10 years ago, I’d take a compact camera everywhere. Every night out, every day trip, holiday - but when I’d need the higher image quality, I’d take my DSLR. Now, I don’t own a compact - but I have my smartphone on me at all times and use my DSLR for specific ‘photography times’.
Smartphone vs DSLR or mirrorless are comparisons are ever-popular and more significant with each release. Now we are definitely seeing some smartphones giving entry-level cameras a run for their money.
After the plummet of compact cameras, it’s only natural that this poses the question of whether or not smartphones will ever make the rise up and replace our mirrorless cameras or even DSLRs?
DSLRs will die
Smartphone cameras are ever-improving and quality and capabilities are staggering. New releases are bring constantly more advanced technology. Smartphone cameras can now offer studio effects, shallow depth of field, augmented reality, good low-light performance. This means that these techniques previously only available to professional photographers and more professional-level kit.
Phones also offer a much more accessible interface than a DSLR. Most people can navigate their way around a phone and may find the menus easier to adapt to than a new device. Although many entry-level cameras do have guide modes, a phone provides an interface and menus that are already familiar to the mass market.
Smartphones now have the technology for you to process and edit RAW images, as well as working seamlessly with your camera to share images instantaneously. In terms of efficiency, it would make sense to use a single device to take your image from the shutter to online, rather than have to use a camera first.
Another previous argument for the ‘no’ camp here has been the lack of lens options. That was the beauty of our DSLRs and mirrorless cameras. There are now many accessories on the market for phones, giving you much more versatility when it comes to phones. The range of accessories for phones is rapidly expanding, as well as the software that is available for editing capabilities. These two coupled together can give you some extremely creative possibilities.
DSLRs won’t die
One major problem smartphones face is their physical size. Phones are always getting slimmer and smaller and packing more power into an ever-shrinking package. This lack of space will make fitting a decent sized sensor in there near-impossible. Without a decent-sized sensor, the image quality from smartphones won’t even begin to touch that of a DSLR – particularly a full-frame model.
Interchangeable lenses may not solve the other issue of versatility either. There are a plethora of options for DSLR lenses and some can offer staggering quality. The technology of smartphone lenses is very new and it may take some more extensive research and investment in order to bring these up to the quality level of a DSLR. Buying these may also significantly add to the cost of them and eliminate them as an accessory for the mass-market.

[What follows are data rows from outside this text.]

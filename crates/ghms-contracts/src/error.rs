//! Error types for the audit ledger.
//!
//! All fallible ledger operations return `AuditResult<T>`.  Tampering is
//! not represented here; it is a `VerificationReport` outcome.

use thiserror::Error;

/// The unified error type for the audit ledger crates.
#[derive(Debug, Error)]
pub enum AuditError {
    /// The backing store could not be read or written.
    ///
    /// A failed append means the audited action has no entry, which is a
    /// compliance gap; callers must not swallow it.
    #[error("ledger store unavailable: {reason}")]
    StoreUnavailable { reason: String },

    /// Another writer appended first; the entry was built on a stale tail.
    #[error("append conflict: expected prev_hash '{expected}', store tail is '{actual}'")]
    ChainConflict { expected: String, actual: String },

    /// A persisted record could not be decoded.
    #[error("corrupt ledger record at line {line}: {reason}")]
    Corrupt { line: usize, reason: String },

    /// An entry could not be serialized into its canonical form.
    #[error("serialization error: {reason}")]
    Serialization { reason: String },

    /// The requested window holds no entries, or is malformed.
    #[error("no entries in range {start_id}..={end_id}")]
    NoEntriesInRange { start_id: u64, end_id: u64 },

    /// An ingestion call presented a token that is not trusted.
    #[error("ingestion token is not trusted")]
    UntrustedToken,

    /// A submitted event is missing required data or has the wrong shape.
    #[error("invalid audit event: {reason}")]
    InvalidEvent { reason: String },

    /// A configuration value is missing or invalid.
    #[error("configuration error: {reason}")]
    ConfigError { reason: String },

    /// A downstream sink (e.g. the SIEM feed) rejected an entry.
    #[error("audit sink failed: {reason}")]
    SinkFailed { reason: String },

    /// A report could not be produced.
    #[error("export failed: {reason}")]
    ExportFailed { reason: String },
}

/// Convenience alias used throughout the ledger crates.
pub type AuditResult<T> = Result<T, AuditError>;
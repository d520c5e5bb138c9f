//! Registration, orders, results, and dispensing.

use ghms_audit::AuditService;
use ghms_contracts::{entry::AuditEntry, error::AuditResult, request::LogRequest};

use crate::mock_data::{Patient, StaffMember};

// ── Registration ──────────────────────────────────────────────────────────────

pub fn register_patient(
    service: &AuditService,
    clerk: &StaffMember,
    patient: &Patient,
) -> AuditResult<AuditEntry> {
    service.log(
        LogRequest::new("PATIENT_REGISTERED")
            .actor(clerk.id.to_string())
            .object("Patient", patient.upi)
            .ip(clerk.ip)
            .extra("national_id", patient.national_id),
    )
}

/// Every chart open is audited, including read-only views.
pub fn view_patient(
    service: &AuditService,
    viewer: &StaffMember,
    patient: &Patient,
) -> AuditResult<AuditEntry> {
    service.log(
        LogRequest::new("VIEW_PATIENT")
            .actor(viewer.id.to_string())
            .object("Patient", patient.upi)
            .ip(viewer.ip),
    )
}

pub fn patient_report_generated(
    service: &AuditService,
    author: &StaffMember,
    patient: &Patient,
) -> AuditResult<AuditEntry> {
    service.log(
        LogRequest::new("PATIENT_REPORT_GENERATED")
            .actor(author.id.to_string())
            .object("Patient", patient.upi)
            .ip(author.ip),
    )
}

// ── Laboratory ────────────────────────────────────────────────────────────────

pub fn create_lab_order(
    service: &AuditService,
    clinician: &StaffMember,
    patient: &Patient,
    order_id: u32,
    test: &str,
) -> AuditResult<AuditEntry> {
    service.log(
        LogRequest::new("CREATE_LAB_ORDER_DB")
            .actor(clinician.id.to_string())
            .object("LabOrder", order_id.to_string())
            .extra("patient", patient.upi)
            .extra("test", test),
    )
}

pub fn finalize_lab_result(
    service: &AuditService,
    tech: &StaffMember,
    order_id: u32,
    abnormal: bool,
) -> AuditResult<AuditEntry> {
    service.log(
        LogRequest::new("FINALIZE_LAB_RESULT_DB")
            .actor(tech.id.to_string())
            .object("LabOrder", order_id.to_string())
            .extra("abnormal", abnormal),
    )
}

// ── Radiology ─────────────────────────────────────────────────────────────────

pub fn create_rad_order(
    service: &AuditService,
    clinician: &StaffMember,
    patient: &Patient,
    order_id: u32,
    study: &str,
) -> AuditResult<AuditEntry> {
    service.log(
        LogRequest::new("CREATE_RAD_ORDER_DB")
            .actor(clinician.id.to_string())
            .object("ImagingOrder", order_id.to_string())
            .extra("patient", patient.upi)
            .extra("study", study),
    )
}

pub fn finalize_rad_report(
    service: &AuditService,
    radiologist: &StaffMember,
    order_id: u32,
) -> AuditResult<AuditEntry> {
    service.log(
        LogRequest::new("FINALIZE_RAD_REPORT_DB")
            .actor(radiologist.id.to_string())
            .object("ImagingOrder", order_id.to_string()),
    )
}

// ── Pharmacy ──────────────────────────────────────────────────────────────────

pub fn dispense(
    service: &AuditService,
    pharmacist: &StaffMember,
    prescription_id: u32,
    drug: &str,
    quantity: u32,
) -> AuditResult<AuditEntry> {
    service.log(
        LogRequest::new("PHARM_DISPENSE_DB")
            .actor(pharmacist.id.to_string())
            .object("Prescription", prescription_id.to_string())
            .extra("drug", drug)
            .extra("quantity", quantity),
    )
}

My completely non-technical, personal opinion, is that I love the feeling and sound of a proper camera. I find it much easier to enter my ‘creative mode’ looking through the viewfinder of my camera. Although I do take some very creative shots on my phone, I find that the psychology of using my camera really kicks in when I pick it up, hear the sound of the shutter and have something comfortable to hold in my hand. I struggle to believe that tapping a circle on the screen of a phone and hearing the artificial ‘click’ will ever give me the psychological satisfaction of the mirror ‘clunk’ on my DSLR.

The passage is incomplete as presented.